6. Health problems and certain medications
If you are taking medications, the result of the diet is unpredictable, especially if they are antidepressants or hormonal drugs. Also, the rate of weight loss is affected by some diseases, in particular hypothyroidism, polycystic ovaries. Weight problems occur in women during menopause.
7. Initially unsuccessful weight loss plan will only hurt
Your problem is not weight per se, but fat. If you simply stop eating, but do not exercise, then will inevitably harm your health, because the body will receive energy not only from fat, but and from muscle tissue. Proper weight loss should consist of three elements: a calorie deficit, exercise, and enough protein. Nice solution — strength training with cardio sessions 2-3 times a week, limiting the amount of fats and fast carbohydrates.
8. Weight doesn't go away when muscles grow
Stopping the process of losing weight and even a small amount of mass can be good signs. Perhaps the muscles are growing intensively. Determining this is simple: measure your waist, take a picture and compare the picture with photo 4-weeks ago. If the size has become smaller or in general you become more beautiful, everything is in order. Also, your strength indicators increase.
9. Less muscle — lower rate of weight loss
Muscle tissue burns more calories than fat tissue. This means that the less muscle you have, the slower your basal metabolism and the process of losing weight. Lesson one: practice more. If you are under 20 years old, forget about strict diets altogether. Cut your caloric intake by 15-20% and go to the gym. Pull the iron diligently, and the body will thank you with beautiful forms.
10. Bad news for "hard-core dieters": it's time to stop
If your life — this is a game of dieting, you may not lose weight at all, but only get better. After restrictions, you surely catch up. As a result, the kilograms return, plus another 20% of the weight lost. A calorie deficit will not solve the problem. It's time to change your thinking.
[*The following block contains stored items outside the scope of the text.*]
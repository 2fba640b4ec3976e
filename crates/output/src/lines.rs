// Copyright 2025-2026 CEMAXECUTER LLC

use std::io::{self, Write};

use ol_protocol::{Message, MessageSink};
use serde::Serialize;

/// Text form of a decoded message
#[derive(Debug, Clone, Copy, PartialEq, Eq)]
pub enum LineFormat {
    /// Host byte form (`HWID | Seqnum | Data`) as one hex string
    Hex,
    /// One JSON object per line
    Json,
}

#[derive(Serialize)]
struct MessageRecord<'a> {
    hwid: String,
    seqnum: u16,
    len: usize,
    data: &'a str,
}

/// Writes one line per decoded message.
pub struct LineWriter<W: Write> {
    writer: W,
    format: LineFormat,
    written: u64,
    error: Option<io::Error>,
}

impl<W: Write> LineWriter<W> {
    pub fn new(writer: W, format: LineFormat) -> Self {
        Self {
            writer,
            format,
            written: 0,
            error: None,
        }
    }

    pub fn write_message(&mut self, msg: &Message) -> io::Result<()> {
        match self.format {
            LineFormat::Hex => writeln!(self.writer, "{}", hex::encode(msg.to_bytes()))?,
            LineFormat::Json => {
                let data = hex::encode(&msg.data);
                let record = MessageRecord {
                    hwid: format!("{:04x}", msg.hwid),
                    seqnum: msg.seqnum,
                    len: msg.data.len(),
                    data: &data,
                };
                serde_json::to_writer(&mut self.writer, &record)?;
                self.writer.write_all(b"\n")?;
            }
        }
        self.written += 1;
        Ok(())
    }

    /// Lines written so far
    pub fn written(&self) -> u64 {
        self.written
    }

    /// First write error hit while used as a [`MessageSink`]
    pub fn take_error(&mut self) -> Option<io::Error> {
        self.error.take()
    }

    pub fn flush(&mut self) -> io::Result<()> {
        self.writer.flush()
    }

    pub fn into_inner(self) -> W {
        self.writer
    }
}

impl<W: Write> MessageSink for LineWriter<W> {
    fn deliver(&mut self, msg: Message) {
        if let Err(e) = self.write_message(&msg) {
            log::error!("failed to write message: {}", e);
            self.error.get_or_insert(e);
        }
    }
}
Regular exercise will help you.
Read also: Why strength training is needed for weight loss: health benefits and figures
The main thing about the reasons for which you lose weight
Dieting is about being honest with yourself, so make sure you actually cut calories first. You can only talk about a problem when it is real. If you are sticking to your meal plan but the weight is not reducing, there may be several reasons for this:
-
Lack of time. Miracles don't happen. Don expect instant results, be patient.
-
Unsuccessful comparisons. Never be guided by the results of other people, compare yourself only with yourself.
-
Metabolic Adaptation. If you have already lost a few kilos, but the process has stopped, cut your calorie intake by 5-10% or add more activity.
-
Water retention. This is how stress manifests itself. "Have mercy" complex carbohydrates and find the right ways to calm — walks, meditations, daily planning.
-
Health problems.If you have chronic diseases or you take hormonal drugs, your weight may not change even on a strict diet.
-
Flaws of a weight loss plan. Calorie restriction without exercise — it's a road to nowhere.
Follow us on Telegram
Good advice: don rely on diet, better make time for physical activity. This will help to normalize the weight and give the body the desired shape.
Read also: Intuitive Eating: Slimming Without Dieting & Self-Torture
You might be interested in: Abs Workouts.